Keywords: in utero drug exposure, physiology, neurobehavioral
Infants with prenatal cocaine exposure are more likely to exhibit difficulties with the regulation of arousal and attention at behavioral and physiological levels1 which may require repeated, or “hypervigilant” activation of the autonomic nervous system2. One measure of autonomic nervous system functioning is respiratory sinus arrhythmia (RSA). RSA is a measure of heart rate (HR) variability that coincides with breathing that reflects parasympathetic control of engagement with the environment3–5. Moderate decreases in RSA from baseline (termed RSA reactivity) occur during the stimulation that facilitates the ability to coordinate cognitive, behavioral, and emotional systems to flexibly respond to environmental demands6. A better understanding of how infants with prenatal substance exposure respond physiologically to challenge may elucidate possible mechanisms involved in the development of difficulties with regulation and attention in this high risk group of children. Here, we measured RSA in infants with prenatal substance exposure in response to a visual attention challenge from the NICU Network Neurobehavioral Scale, NNNS7.
In previous work, we reported neurobehavioral effects of prenatal cocaine or opiate exposure at 1 month using the NNNS8. Infants with cocaine exposure were less aroused, had poorer self-regulation, and were more excitable than non cocaine-exposed infants.
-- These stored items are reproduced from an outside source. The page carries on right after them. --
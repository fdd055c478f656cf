use std::fmt;

use crate::lexer::{Token, TokenKind};

use super::ReservedWords;

/// Index into `Graph::nodes`.
pub type NodeId = u32;

/// What a node accepts.
#[derive(Debug, Clone, PartialEq, Eq)]
pub enum NodeKind {
    /// Matches nothing itself. Entered by looking through to its successors.
    Idle,
    /// Accepts only the end of the token stream.
    End,
    /// Bare word, case-insensitive.
    ExactWord(String),
    ExactPunctuation(char),
    /// Any of the listed words, case-insensitive.
    MultiWord(Vec<String>),
    /// Non-reserved bare word or delimited identifier.
    Identifier,
    Integer,
    String,
}

impl NodeKind {
    /// Whether matching this node consumes a token.
    pub fn consumes(&self) -> bool {
        !matches!(self, NodeKind::Idle | NodeKind::End)
    }

    /// Token test for consuming kinds. `Idle` and `End` never match a token.
    pub fn matches(&self, token: &Token, reserved: &ReservedWords) -> bool {
        match (self, &token.kind) {
            (NodeKind::ExactWord(word), TokenKind::Word(text)) => word.eq_ignore_ascii_case(text),
            (NodeKind::ExactPunctuation(c), TokenKind::Punctuation(p)) => c == p,
            (NodeKind::MultiWord(words), TokenKind::Word(text)) => {
                words.iter().any(|w| w.eq_ignore_ascii_case(text))
            }
            (NodeKind::Identifier, TokenKind::Word(text)) => !reserved.contains(text),
            (NodeKind::Identifier, TokenKind::Identifier { text, delimited }) => {
                *delimited || !reserved.contains(text)
            }
            (NodeKind::Integer, TokenKind::Integer(_)) => true,
            (NodeKind::String, TokenKind::StringLiteral(_)) => true,
            _ => false,
        }
    }

    /// Human-readable descriptions of acceptable input, for syntax errors.
    pub fn expected(&self) -> Vec<String> {
        match self {
            NodeKind::Idle => Vec::new(),
            NodeKind::End => vec!["end of input".to_string()],
            NodeKind::ExactWord(word) => vec![format!("'{word}'")],
            NodeKind::ExactPunctuation(c) => vec![format!("'{c}'")],
            NodeKind::MultiWord(words) => words.iter().map(|w| format!("'{w}'")).collect(),
            NodeKind::Identifier => vec!["identifier".to_string()],
            NodeKind::Integer => vec!["integer".to_string()],
            NodeKind::String => vec!["string".to_string()],
        }
    }
}

impl fmt::Display for NodeKind {
    fn fmt(&self, f: &mut fmt::Formatter<'_>) -> fmt::Result {
        match self {
            NodeKind::Idle => write!(f, "ε"),
            NodeKind::End => write!(f, "END"),
            NodeKind::ExactWord(word) => write!(f, "{word}"),
            NodeKind::ExactPunctuation(c) => write!(f, "'{c}'"),
            NodeKind::MultiWord(words) => write!(f, "{}", words.join("|")),
            NodeKind::Identifier => write!(f, "(identifier)"),
            NodeKind::Integer => write!(f, "(integer)"),
            NodeKind::String => write!(f, "(string)"),
        }
    }
}

#[derive(Debug, Clone, PartialEq, Eq)]
pub struct Node<H> {
    pub name: Option<String>,
    pub kind: NodeKind,
    /// Semantic action fired right after the node is matched or entered.
    pub hook: Option<H>,
    pub(crate) successors: Vec<NodeId>,
}

impl<H> Node<H> {
    pub fn new(kind: NodeKind) -> Self {
        Self {
            name: None,
            kind,
            hook: None,
            successors: Vec::new(),
        }
    }

    pub fn named(mut self, name: impl Into<String>) -> Self {
        self.name = Some(name.into());
        self
    }

    pub fn successors(&self) -> &[NodeId] {
        &self.successors
    }
}
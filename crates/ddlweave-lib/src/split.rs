//! Splitting multi-statement DDL scripts.

use std::ops::Range;

#[derive(Clone, Copy, PartialEq, Eq)]
enum State {
    Code,
    /// Inside a quoted run closed by the given character.
    Quoted(char),
    LineComment,
    BlockComment,
}

/// Split `script` on `;` outside string literals, delimited identifiers and
/// comments. Statements are trimmed; empty ones and ones holding only comments are
/// dropped.
pub fn split_statements(script: &str) -> Vec<&str> {
    split_statement_ranges(script)
        .into_iter()
        .map(|range| &script[range])
        .collect()
}

/// Byte ranges of the statements [`split_statements`] returns.
pub fn split_statement_ranges(script: &str) -> Vec<Range<usize>> {
    let mut statements = Vec::new();
    let mut state = State::Code;
    let mut start = 0;
    let mut has_code = false;
    let mut chars = script.char_indices().peekable();

    while let Some((i, c)) = chars.next() {
        match state {
            State::Code => match c {
                ';' => {
                    if has_code {
                        statements.push(trimmed(script, start..i));
                    }
                    start = i + 1;
                    has_code = false;
                }
                '-' if chars.peek().is_some_and(|&(_, next)| next == '-') => {
                    chars.next();
                    state = State::LineComment;
                }
                '/' if chars.peek().is_some_and(|&(_, next)| next == '*') => {
                    chars.next();
                    state = State::BlockComment;
                }
                '\'' | '"' | '`' => {
                    state = State::Quoted(c);
                    has_code = true;
                }
                '[' => {
                    state = State::Quoted(']');
                    has_code = true;
                }
                _ => has_code |= !c.is_whitespace(),
            },
            // A doubled quote reads as close-then-reopen, which lands in the same state.
            State::Quoted(close) => {
                if c == close {
                    state = State::Code;
                }
            }
            State::LineComment => {
                if c == '\n' {
                    state = State::Code;
                }
            }
            State::BlockComment => {
                if c == '*' && chars.peek().is_some_and(|&(_, next)| next == '/') {
                    chars.next();
                    state = State::Code;
                }
            }
        }
    }

    if has_code {
        statements.push(trimmed(script, start..script.len()));
    }
    statements
}

fn trimmed(script: &str, range: Range<usize>) -> Range<usize> {
    let text = &script[range.clone()];
    let start = range.start + (text.len() - text.trim_start().len());
    let end = range.end - (text.len() - text.trim_end().len());
    start..end
}

#[cfg(test)]
#[path = "split_tests.rs"]
mod split_tests;
//! Parsing engine: hook wiring, the graph walker and the accumulator hooks write to.

mod actions;
mod context;
mod error;
mod result;
mod walker;


pub use actions::{Hook, Semantics, wire, wire_named};
pub use context::ParsingContext;
pub use error::{AccumulatorError, ActionWiringError, HookError, SyntaxError};
pub use result::ParsingResult;
pub use walker::{DdlParser, FuelLimits, NoHook, NoSemantics};
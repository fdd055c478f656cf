use ddlweave_core::Clause;

use crate::Error;
use crate::split::split_statements;
use crate::sqlite;

#[derive(Debug, Clone, Copy, PartialEq, Eq, Hash)]
pub enum ObjectKind {
    Table,
    Index,
}

/// One stored schema object, the way `sqlite_master` lists it.
#[derive(Debug, Clone, PartialEq, Eq)]
pub struct CatalogEntry {
    pub kind: ObjectKind,
    pub name: String,
    /// Owning table; the table itself for table entries.
    pub table_name: String,
    pub sql: String,
}

impl CatalogEntry {
    pub fn table(name: impl Into<String>, sql: impl Into<String>) -> Self {
        let name = name.into();
        Self {
            kind: ObjectKind::Table,
            table_name: name.clone(),
            name,
            sql: sql.into(),
        }
    }

    pub fn index(
        name: impl Into<String>,
        table_name: impl Into<String>,
        sql: impl Into<String>,
    ) -> Self {
        Self {
            kind: ObjectKind::Index,
            name: name.into(),
            table_name: table_name.into(),
            sql: sql.into(),
        }
    }

    /// Objects the engine keeps for itself (`sqlite_sequence`, auto indexes).
    pub fn is_internal(&self) -> bool {
        self.name.starts_with("sqlite_")
    }
}

#[derive(Debug, Clone, PartialEq, Eq, thiserror::Error)]
#[error("catalog read failed: {message}")]
pub struct CatalogError {
    pub message: String,
}

impl CatalogError {
    pub fn new(message: impl Into<String>) -> Self {
        Self {
            message: message.into(),
        }
    }
}

/// Source of stored schema objects.
pub trait Catalog {
    fn entries(&self) -> Result<Vec<CatalogEntry>, CatalogError>;
}

impl<C: Catalog + ?Sized> Catalog for &C {
    fn entries(&self) -> Result<Vec<CatalogEntry>, CatalogError> {
        (**self).entries()
    }
}

/// Catalog held in memory, in insertion order.
#[derive(Debug, Clone, Default, PartialEq, Eq)]
pub struct MemoryCatalog {
    entries: Vec<CatalogEntry>,
}

impl MemoryCatalog {
    pub fn new() -> Self {
        Self::default()
    }

    /// One entry per statement of `script`, named after the object it creates.
    pub fn from_script(script: &str) -> Result<Self, Error> {
        let parser = sqlite::parser()?;
        let mut catalog = Self::new();
        for statement in split_statements(script) {
            for clause in parser.parse(statement)? {
                let entry = match clause {
                    Clause::Table(table) => CatalogEntry::table(table.name, statement),
                    Clause::Index(index) => {
                        CatalogEntry::index(index.name, index.table_name, statement)
                    }
                };
                catalog.push(entry);
            }
        }
        Ok(catalog)
    }

    pub fn push(&mut self, entry: CatalogEntry) {
        self.entries.push(entry);
    }

    pub fn add_table(&mut self, name: impl Into<String>, sql: impl Into<String>) {
        self.push(CatalogEntry::table(name, sql));
    }

    pub fn add_index(
        &mut self,
        name: impl Into<String>,
        table_name: impl Into<String>,
        sql: impl Into<String>,
    ) {
        self.push(CatalogEntry::index(name, table_name, sql));
    }

    pub fn len(&self) -> usize {
        self.entries.len()
    }

    pub fn is_empty(&self) -> bool {
        self.entries.is_empty()
    }
}

impl FromIterator<CatalogEntry> for MemoryCatalog {
    fn from_iter<I: IntoIterator<Item = CatalogEntry>>(iter: I) -> Self {
        Self {
            entries: iter.into_iter().collect(),
        }
    }
}

impl Catalog for MemoryCatalog {
    fn entries(&self) -> Result<Vec<CatalogEntry>, CatalogError> {
        Ok(self.entries.clone())
    }
}
//! Text dump of a graph for snapshot tests and the CLI.

use std::collections::HashSet;
use std::fmt::{self, Debug, Write};

use super::{Graph, NodeId};

/// Printer for [`Graph`].
///
/// One line per node: `N3: (identifier) @table-name +TableName → N4, N9`.
pub struct GraphPrinter<'a, H> {
    graph: &'a Graph<H>,
    only_reachable: bool,
    show_hooks: bool,
}

impl<'a, H: Debug> GraphPrinter<'a, H> {
    pub fn new(graph: &'a Graph<H>) -> Self {
        Self {
            graph,
            only_reachable: false,
            show_hooks: true,
        }
    }

    /// Skip nodes the root cannot reach.
    pub fn only_reachable(mut self, value: bool) -> Self {
        self.only_reachable = value;
        self
    }

    pub fn show_hooks(mut self, value: bool) -> Self {
        self.show_hooks = value;
        self
    }

    pub fn dump(&self) -> String {
        let mut out = String::new();
        self.format(&mut out).expect("String write never fails");
        out
    }

    fn format(&self, w: &mut String) -> fmt::Result {
        let reachable: Option<HashSet<NodeId>> = self
            .only_reachable
            .then(|| self.graph.reachable().into_iter().collect());

        for (id, node) in self.graph.iter() {
            if reachable.as_ref().is_some_and(|r| !r.contains(&id)) {
                continue;
            }

            let root = if id == self.graph.root() { "*" } else { "" };
            write!(w, "N{id}{root}: {}", node.kind)?;
            if let Some(name) = &node.name {
                write!(w, " @{name}")?;
            }
            if self.show_hooks
                && let Some(hook) = &node.hook
            {
                write!(w, " +{hook:?}")?;
            }

            let successors = node.successors();
            if successors.is_empty() {
                write!(w, " → ∅")?;
            } else {
                let list: Vec<_> = successors.iter().map(|s| format!("N{s}")).collect();
                write!(w, " → {}", list.join(", "))?;
            }
            writeln!(w)?;
        }
        Ok(())
    }
}
//! Tokens produced by the SQL lexer.

use std::borrow::Cow;
use std::fmt;

/// 1-based line and column (columns count characters, not bytes).
#[derive(Debug, Clone, Copy, PartialEq, Eq, PartialOrd, Ord, Hash)]
pub struct Position {
    pub line: u32,
    pub column: u32,
}

impl Position {
    pub const START: Position = Position { line: 1, column: 1 };

    pub fn new(line: u32, column: u32) -> Self {
        Self { line, column }
    }
}

impl Default for Position {
    fn default() -> Self {
        Self::START
    }
}

impl fmt::Display for Position {
    fn fmt(&self, f: &mut fmt::Formatter<'_>) -> fmt::Result {
        write!(f, "{}:{}", self.line, self.column)
    }
}

/// Byte range in the source plus the position of its first character.
#[derive(Debug, Clone, Copy, Default, PartialEq, Eq, Hash)]
pub struct Span {
    pub start: usize,
    pub end: usize,
    pub position: Position,
}

impl Span {
    pub fn new(start: usize, end: usize, position: Position) -> Self {
        Self {
            start,
            end,
            position,
        }
    }

    pub fn range(&self) -> std::ops::Range<usize> {
        self.start..self.end
    }

    pub fn len(&self) -> usize {
        self.end - self.start
    }

    pub fn is_empty(&self) -> bool {
        self.start == self.end
    }
}

#[derive(Debug, Clone, PartialEq, Eq)]
pub enum TokenKind {
    /// Bare run of letters, digits and underscores. Keyword or identifier is
    /// decided by the parser, not here.
    Word(String),
    Punctuation(char),
    Integer(i64),
    /// Unescaped content of a `'...'` literal.
    StringLiteral(String),
    Identifier { text: String, delimited: bool },
}

#[derive(Debug, Clone, PartialEq, Eq)]
pub struct Token {
    pub kind: TokenKind,
    pub span: Span,
}

impl Token {
    pub fn new(kind: TokenKind, span: Span) -> Self {
        Self { kind, span }
    }

    /// Semantic text of the token: the word, the identifier without delimiters, the
    /// string without quotes, the integer in decimal.
    pub fn text(&self) -> Cow<'_, str> {
        match &self.kind {
            TokenKind::Word(text) | TokenKind::StringLiteral(text) => Cow::Borrowed(text),
            TokenKind::Identifier { text, .. } => Cow::Borrowed(text),
            TokenKind::Punctuation(c) => Cow::Owned(c.to_string()),
            TokenKind::Integer(value) => Cow::Owned(value.to_string()),
        }
    }

    pub fn as_word(&self) -> Option<&str> {
        match &self.kind {
            TokenKind::Word(text) => Some(text),
            _ => None,
        }
    }

    pub fn as_integer(&self) -> Option<i64> {
        match self.kind {
            TokenKind::Integer(value) => Some(value),
            _ => None,
        }
    }

    pub fn is_punctuation(&self, c: char) -> bool {
        self.kind == TokenKind::Punctuation(c)
    }

    /// Short human-readable form for diagnostics.
    pub fn describe(&self) -> String {
        match &self.kind {
            TokenKind::Word(text) => format!("'{text}'"),
            TokenKind::Punctuation(c) => format!("'{c}'"),
            TokenKind::Integer(value) => format!("integer {value}"),
            TokenKind::StringLiteral(text) => format!("string '{text}'"),
            TokenKind::Identifier { text, .. } => format!("identifier \"{text}\""),
        }
    }
}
Infants with opiate exposure only did not differ from cocaine exposed infants or non-exposed infants on the NNNS. However, infants with both cocaine and opiate exposure may be at greater risk for difficulties with arousal modulation at both the behavioral and physiological level than infants exposed to either substance alone. We examined NNNS scores and HR and RSA during visual orientation in infants with prenatal cocaine and opiate exposure to determine if these infants are at increased risk for difficulties with behavioral and physiological regulation in response to mild challenge.
Methods
This report is from the Maternal Lifestyle Study (MLS) multisite longitudinal cohort study on the evaluation of the long-term outcomes of children exposed to cocaine in utero. Enrollment and exclusion criteria for the MLS have been described in detail8. In brief, mothers with informed consent were enrolled at birth of an infant, at which time meconium and maternal report of drug use was obtained. The study had approval from the institutional review board at each site. Each site also had a certificate of confidentiality from the National Institute on Drug Abuse. Infants in the longitudinal study were selected to be in the exposed group (maternal report of cocaine or opiate use during pregnancy or gas chromatography–mass spectrometry confirmation of presumptive positive meconium screens for cocaine or opiate metabolites) or the comparison group (maternal denial of cocaine or opiate use during the pregnancy and a negative enzyme multiplied immunoassay meconium screen for cocaine and opiate metabolites). Because women who use cocaine and opiates frequently use other substances as well (ie, alcohol, tobacco, and marijuana), these substances were included in the exposed and comparison groups. Infants were also matched for race, sex, and gestational age. Mother-infant dyads (n =1388), 658 in the exposed group and 730 in the comparison group, were enrolled between 42–44 weeks post-menstrual age (PMA). For the present study the sample was further divided into 4 groups; cocaine exposed (n = 546), opiate exposed (n = 57), other substance exposed (n = 466) and cocaine and opiate exposed (n = 60) infants.
The NNNS was administered between 42–44 weeks PMA. The NNNS is a standardized comprehensive evaluation of the neurobehavioral performance of high-risk term and preterm infants that includes neurological and behavioral measures and signs of stress7. Psychometric properties of the exam have been established7. The NNNS was administered by certified psychometrists blinded to exposure status. Summary scores using the NNNS include: Attention, handling, self-regulation, arousal, excitability, lethargy, hypertonicity, hypotonicity, non-optimal reflexes, asymmetrical reflexes, quality of movement, and stress abstinence signs.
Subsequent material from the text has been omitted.